▶ **PROBLEM STATEMENT**
The whole of the data is to be reproduced exactly.

Stored data entries:
───
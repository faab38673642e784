//! Error types for avclip

use thiserror::Error;

/// Result type alias for avclip operations
pub type Result<T> = std::result::Result<T, Error>;

/// Error types for avclip operations
///
/// Every variant is fatal to the pipeline that raised it. The expected
/// encoder states "try again" and "end of stream" are not errors; they are
/// reported through [`crate::codec::Received`].
#[derive(Error, Debug)]
pub enum Error {
    /// Option incompatible with the codec, bad time base, or codec/media type mismatch
    #[error("Configuration error: {0}")]
    Configuration(String),

    /// Buffer or context allocation failure
    #[error("Allocation error: {0}")]
    Allocation(String),

    /// Send/receive/open/parameter-copy failure reported by an encoder
    #[error("Codec error: {0}")]
    Codec(String),

    /// Header/trailer/packet write failure, or container used out of order
    #[error("Container error: {0}")]
    Container(String),

    /// Invalid input parameter
    #[error("Invalid input: {0}")]
    InvalidInput(String),

    /// Codec is not available on this system
    #[error("Codec unavailable: {0}")]
    CodecUnavailable(String),

    /// I/O error
    #[error("I/O error: {0}")]
    Io(#[from] std::io::Error),
}

/// Error code for FFI
#[derive(Debug, Clone, Copy, PartialEq, Eq)]
#[repr(C)]
pub enum ErrorCode {
    /// Success
    Ok = 0,
    /// Invalid input parameter
    InvalidInput = 1,
    /// Codec not available
    CodecUnavailable = 2,
    /// Incompatible configuration
    Configuration = 3,
    /// I/O error
    IoError = 4,
    /// Encoding error
    EncodeError = 5,
    /// Container error
    ContainerError = 6,
    /// Allocation failure
    AllocationError = 7,
}

impl From<&Error> for ErrorCode {
    fn from(err: &Error) -> Self {
        match err {
            Error::Configuration(_) => ErrorCode::Configuration,
            Error::Allocation(_) => ErrorCode::AllocationError,
            Error::Codec(_) => ErrorCode::EncodeError,
            Error::Container(_) => ErrorCode::ContainerError,
            Error::InvalidInput(_) => ErrorCode::InvalidInput,
            Error::CodecUnavailable(_) => ErrorCode::CodecUnavailable,
            Error::Io(_) => ErrorCode::IoError,
        }
    }
}

#[cfg(test)]
mod tests {
    use super::*;

    #[test]
    fn test_error_display() {
        let err = Error::Configuration("Sample rate not supported".to_string());
        assert_eq!(
            err.to_string(),
            "Configuration error: Sample rate not supported"
        );
    }

    #[test]
    fn test_error_code_mapping() {
        let io = std::io::Error::new(std::io::ErrorKind::NotFound, "missing");
        assert_eq!(ErrorCode::from(&Error::from(io)), ErrorCode::IoError);
        assert_eq!(
            ErrorCode::from(&Error::Container("late stream".to_string())),
            ErrorCode::ContainerError
        );
    }
}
───
▶ **SOLUTION**
repository faab38673642e784
//! Error types for avclip

use thiserror::Error;

/// Result type alias for avclip operations
pub type Result<T> = std::result::Result<T, Error>;

/// Error types for avclip operations
///
/// Every variant is fatal to the pipeline that raised it. The expected
/// encoder states "try again" and "end of stream" are not errors; they are
/// reported through [`crate::codec::Received`].
#[derive(Error, Debug)]
pub enum Error {
    /// Option incompatible with the codec, bad time base, or codec/media type mismatch
    #[error("Configuration error: {0}")]
    Configuration(String),

    /// Buffer or context allocation failure
    #[error("Allocation error: {0}")]
    Allocation(String),

    /// Send/receive/open/parameter-copy failure reported by an encoder
    #[error("Codec error: {0}")]
    Codec(String),

    /// Header/trailer/packet write failure, or container used out of order
    #[error("Container error: {0}")]
    Container(String),

    /// Invalid input parameter
    #[error("Invalid input: {0}")]
    InvalidInput(String),

    /// Codec is not available on this system
    #[error("Codec unavailable: {0}")]
    CodecUnavailable(String),

    /// I/O error
    #[error("I/O error: {0}")]
    Io(#[from] std::io::Error),
}

/// Error code for FFI
#[derive(Debug, Clone, Copy, PartialEq, Eq)]
#[repr(C)]
pub enum ErrorCode {
    /// Success
    Ok = 0,
    /// Invalid input parameter
    InvalidInput = 1,
    /// Codec not available
    CodecUnavailable = 2,
    /// Incompatible configuration
    Configuration = 3,
    /// I/O error
    IoError = 4,
    /// Encoding error
    EncodeError = 5,
    /// Container error
    ContainerError = 6,
    /// Allocation failure
    AllocationError = 7,
}

impl From<&Error> for ErrorCode {
    fn from(err: &Error) -> Self {
        match err {
            Error::Configuration(_) => ErrorCode::Configuration,
            Error::Allocation(_) => ErrorCode::AllocationError,
            Error::Codec(_) => ErrorCode::EncodeError,
            Error::Container(_) => ErrorCode::ContainerError,
            Error::InvalidInput(_) => ErrorCode::InvalidInput,
            Error::CodecUnavailable(_) => ErrorCode::CodecUnavailable,
            Error::Io(_) => ErrorCode::IoError,
        }
    }
}

#[cfg(test)]
mod tests {
    use super::*;

    #[test]
    fn test_error_display() {
        let err = Error::Configuration("Sample rate not supported".to_string());
        assert_eq!(
            err.to_string(),
            "Configuration error: Sample rate not supported"
        );
    }

    #[test]
    fn test_error_code_mapping() {
        let io = std::io::Error::new(std::io::ErrorKind::NotFound, "missing");
        assert_eq!(ErrorCode::from(&Error::from(io)), ErrorCode::IoError);
        assert_eq!(
            ErrorCode::from(&Error::Container("late stream".to_string())),
            ErrorCode::ContainerError
        );
    }
}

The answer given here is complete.